The U.S. Department of Health and Human Services (HHS), the Association for Professionals in Infection Control and Epidemiology (APIC), and the Society for Healthcare Epidemiology of America (SHEA) today recognized the University of Wisconsin Hospital and Clinics (UWHC) with the 2013 Partnership in Prevention Award for achieving sustainable improvements towards eliminating healthcare-associated infections (HAIs).
Co-sponsored by HHS, APIC, and SHEA, this annual award is based on the concepts of the "National Action Plan to Prevent Health Care-Associated Infections: Roadmap to Elimination."
At any given time, about 1 in every 20 inpatients has an infection related to hospital care. These infections cost the U.S. healthcare system billions of dollars each year and lead to the loss of tens of thousands of lives.

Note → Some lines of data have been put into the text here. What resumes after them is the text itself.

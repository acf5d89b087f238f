//! Predicates — composable gates deciding whether a check applies to an event.
//!
//! Predicates are immutable, side-effect-free, and cheap to clone, so the
//! same predicate may be evaluated repeatedly and from many tasks at once.
//!
//! ```
//! use toolwarden_core::{EventContext, EventType, Predicate, ToolType};
//!
//! let git_push = Predicate::event_type_is(EventType::PreToolUse)
//!     .and(Predicate::tool_type_is(ToolType::Bash))
//!     .and(Predicate::git_subcommand_is("push"));
//!
//! assert!(git_push.matches(&EventContext::bash("git push origin main")));
//! assert!(!git_push.matches(&EventContext::bash("git status")));
//! ```

use std::fmt;
use std::sync::Arc;

use crate::event::{EventContext, EventType, ToolType};

type MatchFn = dyn Fn(&EventContext) -> bool + Send + Sync;

#[derive(Clone)]
pub struct Predicate {
    f: Arc<MatchFn>,
}

impl fmt::Debug for Predicate {
    fn fmt(&self, f: &mut fmt::Formatter<'_>) -> fmt::Result {
        f.write_str("Predicate")
    }
}

impl Predicate {
    /// Build a predicate from any pure function of the event.
    pub fn from_fn<F>(f: F) -> Self
    where
        F: Fn(&EventContext) -> bool + Send + Sync + 'static,
    {
        Self { f: Arc::new(f) }
    }

    pub fn matches(&self, event: &EventContext) -> bool {
        (self.f)(event)
    }

    pub fn always() -> Self {
        Self::from_fn(|_| true)
    }

    pub fn never() -> Self {
        Self::from_fn(|_| false)
    }

    // ── Primitives ─────────────────────────────────────────────────

    pub fn event_type_is(event_type: EventType) -> Self {
        Self::from_fn(move |e| e.event_type == event_type)
    }

    pub fn tool_type_is(tool_type: ToolType) -> Self {
        Self::from_fn(move |e| e.tool_type == tool_type)
    }

    pub fn tool_type_in(tool_types: &[ToolType]) -> Self {
        let tool_types = tool_types.to_vec();
        Self::from_fn(move |e| tool_types.contains(&e.tool_type))
    }

    /// Any file-modifying tool (Write, Edit, MultiEdit).
    pub fn file_tool() -> Self {
        Self::from_fn(|e| e.tool_type.is_file_tool())
    }

    /// Case-insensitive extension match; accepts `md` or `.md`.
    pub fn file_extension_is(extension: &str) -> Self {
        let wanted = extension.trim_start_matches('.').to_ascii_lowercase();
        Self::from_fn(move |e| e.file_extension().as_deref() == Some(wanted.as_str()))
    }

    pub fn file_path_contains(needle: &str) -> Self {
        let needle = needle.to_string();
        Self::from_fn(move |e| e.file_path().is_some_and(|p| p.contains(&needle)))
    }

    pub fn command_contains(needle: &str) -> Self {
        let needle = needle.to_string();
        Self::from_fn(move |e| e.command().is_some_and(|c| c.contains(&needle)))
    }

    pub fn git_subcommand_is(subcommand: &str) -> Self {
        let subcommand = subcommand.to_string();
        Self::from_fn(move |e| e.git_subcommand() == Some(subcommand.as_str()))
    }

    // ── Combinators ────────────────────────────────────────────────

    pub fn and(self, other: Predicate) -> Self {
        Self::from_fn(move |e| self.matches(e) && other.matches(e))
    }

    pub fn or(self, other: Predicate) -> Self {
        Self::from_fn(move |e| self.matches(e) || other.matches(e))
    }

    #[allow(clippy::should_implement_trait)]
    pub fn not(self) -> Self {
        Self::from_fn(move |e| !self.matches(e))
    }

    /// True when every predicate matches (true for an empty list).
    pub fn all(predicates: Vec<Predicate>) -> Self {
        Self::from_fn(move |e| predicates.iter().all(|p| p.matches(e)))
    }

    /// True when any predicate matches (false for an empty list).
    pub fn any(predicates: Vec<Predicate>) -> Self {
        Self::from_fn(move |e| predicates.iter().any(|p| p.matches(e)))
    }
}
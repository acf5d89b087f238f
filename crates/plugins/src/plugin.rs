//! Plugin trait — the uniform capability every transport produces.
//!
//! The registry and the dispatcher only ever see `Arc<dyn Plugin>`; whether
//! a plugin is a child process, a remote service, or a loaded library is
//! decided once by its [`PluginLoader`].

use async_trait::async_trait;
use std::sync::Arc;
use toolwarden_config::PluginConfig;
use toolwarden_core::{CallContext, PluginError};

use crate::types::{PluginInfo, PluginRequest, PluginResponse, Transport};

#[async_trait]
pub trait Plugin: Send + Sync {
    /// Metadata fetched at load time.
    fn info(&self) -> &PluginInfo;

    async fn validate(
        &self,
        cx: &CallContext,
        request: PluginRequest,
    ) -> Result<PluginResponse, PluginError>;

    async fn close(&self) -> Result<(), PluginError> {
        Ok(())
    }
}

/// Turns a declaration into a ready plugin for one transport.
#[async_trait]
pub trait PluginLoader: Send + Sync {
    fn transport(&self) -> Transport;

    async fn load(
        &self,
        cx: &CallContext,
        declaration: &PluginConfig,
    ) -> Result<Arc<dyn Plugin>, PluginError>;

    /// Release shared resources. Loading after close fails with [`PluginError::LoaderClosed`].
    async fn close(&self) -> Result<(), PluginError> {
        Ok(())
    }
}

/// The declared path, or a `MissingField` error.
pub(crate) fn required_path(declaration: &PluginConfig) -> Result<&str, PluginError> {
    declaration
        .path
        .as_deref()
        .filter(|p| !p.trim().is_empty())
        .ok_or_else(|| PluginError::MissingField {
            name: declaration.name.clone(),
            field: "path".into(),
        })
}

Preventing HAIs requires a multidisciplinary approach, implemented by a team that includes hospital administrators, healthcare providers, clinical leaders, infection prevention experts, and others throughout the care setting. The University of Wisconsin Hospital and Clinics, a 566-bed tertiary care facility, engaged multidisciplinary collaborative teams, bolstered by effective and engaged leadership, to successfully implement a number of innovative interventions to prevent HAIs. Through this comprehensive approach, UWHC was able to significantly reduce ventilator-associated pneumonia (VAP) and catheter-associated urinary tract infections (CAUTI), which are two of the most common HAIs.
"HAI prevention is an essential element of improving patient care. The 2013 Partnership in Prevention applicants demonstrated that the best patient outcomes are achieved when prevention involves multidisciplinary teams with leadership support working together," said John Jernigan, MD, MS president for the Society for Healthcare Epidemiology of America. "Focusing efforts on using evidence-based approaches, standardizing work flow, and ensuring the patient care teams are informed and involved is the most effective way to eliminate HAIs."
"The multidisciplinary approaches, passion, and innovation of the 2013 Partnership in Prevention Award applicants, and the excellent programs they described, demonstrate that significant progress is being made in eliminating HAIs to protect patients," said Patti Grant RN, BSN, MS, CIC, APIC president. "Throughout the coming year, APIC is focusing attention on the important role that patients and families also play through our Infection Prevention and You campaign. We hope this focused attention will drive further adherence to, and support for, evidence-based interventions to prevent healthcare-associated infections."
Utilizing the Systems Engineering Initiative for Patient Safety (SEIPS), UWHC reduced the hospital-wide CAUTI rate from 4.7 per 1,000 catheter-days in 2011, to 3.5 per 1,000 catheter-days in 2012. The SEIPS model ensures patient safety by taking into consideration human factors, systems design, quality management, job design, and technology implementations. The team used a multi-faceted approach including daily rounds on patients with indwelling catheters, catheter removal protocols embedded in the electronic health record, CAUTI "champions" on each unit, and a CAUTI tool box on the hospital's intranet site.
The hospital undertook a similar initiative to reduce VAP in their 24-bed neuroscience intensive care unit (ICU). By reinforcing best practices for VAP prevention, they only had two such infections between November 2011 and June 2013. Prior to the intervention, from January to October of 2011, there were 15 VAPs. They have since extended the effort to their medical-surgical ICU and have seen similar reductions.
UWHC also made hand hygiene a priority through adoption of the World Health Organization's hand hygiene campaign: Five Moments for Hand Hygiene. Since 2012, their hand hygiene compliance rates have improved from 46 to 90 percent, and they continue to rise. As part of their effort, they developed training videos, rewards and incentives, and standardized hand hygiene observation forms.